Les auditeurs de RCJ connaissent sa voix mais peut-être pas encore sa plume. Cor-respondante pour la fréquence juive (94.8fm) à Jérusalem et journaliste pour différents médias israéliens, Katy Bisraor Ayache offre avec son livre En direct d’Israël, Chroniques intimes d’un pays, aux éditions IN PRESS, un regard tendre mais objectif sur un pays « confetti [qui] suscite l’espoir du peuple juif ». Un livre-témoignage, comme une radiographie pour mieux comprendre une réalité qui semble parfois dépasser l’entendement.
Compilation de rencontres, de situations du quotidien et de portraits d’hommes et de femmes qui constituent la mosaïque étonnante qu’est la société israélienne, cet ouvrage rend compte du melting-pot qui la compose. Sous un même drapeau vivent ainsi Juifs, Arabes, Russes, Ethiopiens, israéliens ou étrangers venus du monde entier et de toutes les religions. Bien loin du conflit israélo-palestinien, Katy Bisraor démontre avec finesse la subtilité mais aussi la fragilité d’un pays plongé depuis sa création au cœur des tourmentes et qui, malgré tout, incarne aussi aux yeux du monde un fol élan d’énergies, qu’elles soient économiques, artistiques ou technologiques.

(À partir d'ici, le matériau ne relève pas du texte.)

//! CSS Length values and parsing
//!
//! [CSS Values and Units Level 4](https://www.w3.org/TR/css-values-4/)
//!
//! Computed values arrive already absolutized, so pixels and percentages are
//! the only units that survive to this point.

use serde::Serialize;

/// [§ 4.1 Lengths](https://www.w3.org/TR/css-values-4/#lengths) or
/// [§ 4.3 Percentages](https://www.w3.org/TR/css-values-4/#percentages).
#[derive(Debug, Clone, Copy, PartialEq, Serialize)]
pub enum LengthPercentage {
    /// "1px = 1/96th of 1in"
    Px(f64),
    /// "a <number> immediately followed by a percent sign '%'"
    Percent(f64),
}

impl LengthPercentage {
    /// Resolve against `basis` (only percentages depend on it).
    #[must_use]
    pub fn resolve(&self, basis: f64) -> f64 {
        match self {
            Self::Px(px) => *px,
            Self::Percent(pct) => basis * pct / 100.0,
        }
    }
}

/// Parse a pixel length such as `12px`, `-3.5px` or a bare `0`.
///
/// Returns `None` for keywords (`auto`, `normal`) and for other units.
#[must_use]
pub fn parse_px(value: &str) -> Option<f64> {
    let value = value.trim();
    let number = match value.strip_suffix("px") {
        Some(number) => number,
        // [§ 4.1](https://www.w3.org/TR/css-values-4/#lengths)
        // "for zero lengths the unit identifier is optional"
        None if value.parse::<f64>().is_ok_and(|n| n == 0.0) => value,
        None => return None,
    };
    number.trim().parse::<f64>().ok().filter(|n| n.is_finite())
}

/// Parse a `<length-percentage>`.
#[must_use]
pub fn parse_length_percentage(value: &str) -> Option<LengthPercentage> {
    let value = value.trim();
    if let Some(pct) = value.strip_suffix('%') {
        return pct
            .trim()
            .parse::<f64>()
            .ok()
            .filter(|n| n.is_finite())
            .map(LengthPercentage::Percent);
    }
    parse_px(value).map(LengthPercentage::Px)
}

/// Whether a used `width`/`height` value is an explicit pixel length.
#[must_use]
pub fn is_px_length(value: &str) -> bool {
    value.trim().ends_with("px")
}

« Israël génère les contraires. Le désert et la mer, la sainteté et le prosaïque, le raisonnable et l’irrationnel, l’exigence et l’insouciance, le sublime et le vulgaire, l’existentiel et le superflu », écrit-elle en préambule avant de nous faire rencontrer Yared, réfugié africain venu chercher fortune et liberté religieuse, Rachel, convertie au judaïsme alors qu’elle se croyait déjà juive, Ofra Strauss, héritière de l’empire agroalimentaire Strauss-Elite qui génère un chiffre d’affaires de deux milliards de dollars, ou encore la poétesse Vaan Nguyen Thi Hong, sauvée d’un boat people vietnamien en 1977 et devenue depuis l’une des plus grandes plumes de langue hébraïque. « Tenter de mettre la guerre en filigrane », c’est aussi ce qui semble rassembler chacun des israéliens. Que leurs histoires soient communes ou différentes, que leurs traditions soient partagées ou non, Katy Bisraor Ayache pose son regard attentif sur les étales de marchés aux saveurs épicées, entre dans des foyers marqués par la Shoah ou par la conquête de ce territoire en 1948, et livre à la fin une synthèse toute journalistique, « tout en chiffres », des nombreuses communautés qui cohabitent ensemble. Pour toutes ces raisons, et peut-être plus qu’ailleurs, chaque destin individuel semble prendre ici une dimension quasi universelle.
L’expression « entre tradition et modernité », sauvent galvaudée, prend dans ce pays tout son sens tant son l’histoire, qui se compte en millénaires, paraît sans cesse n’aller que de l’avant grâce au dynamisme d’une société en perpétuelle mutation.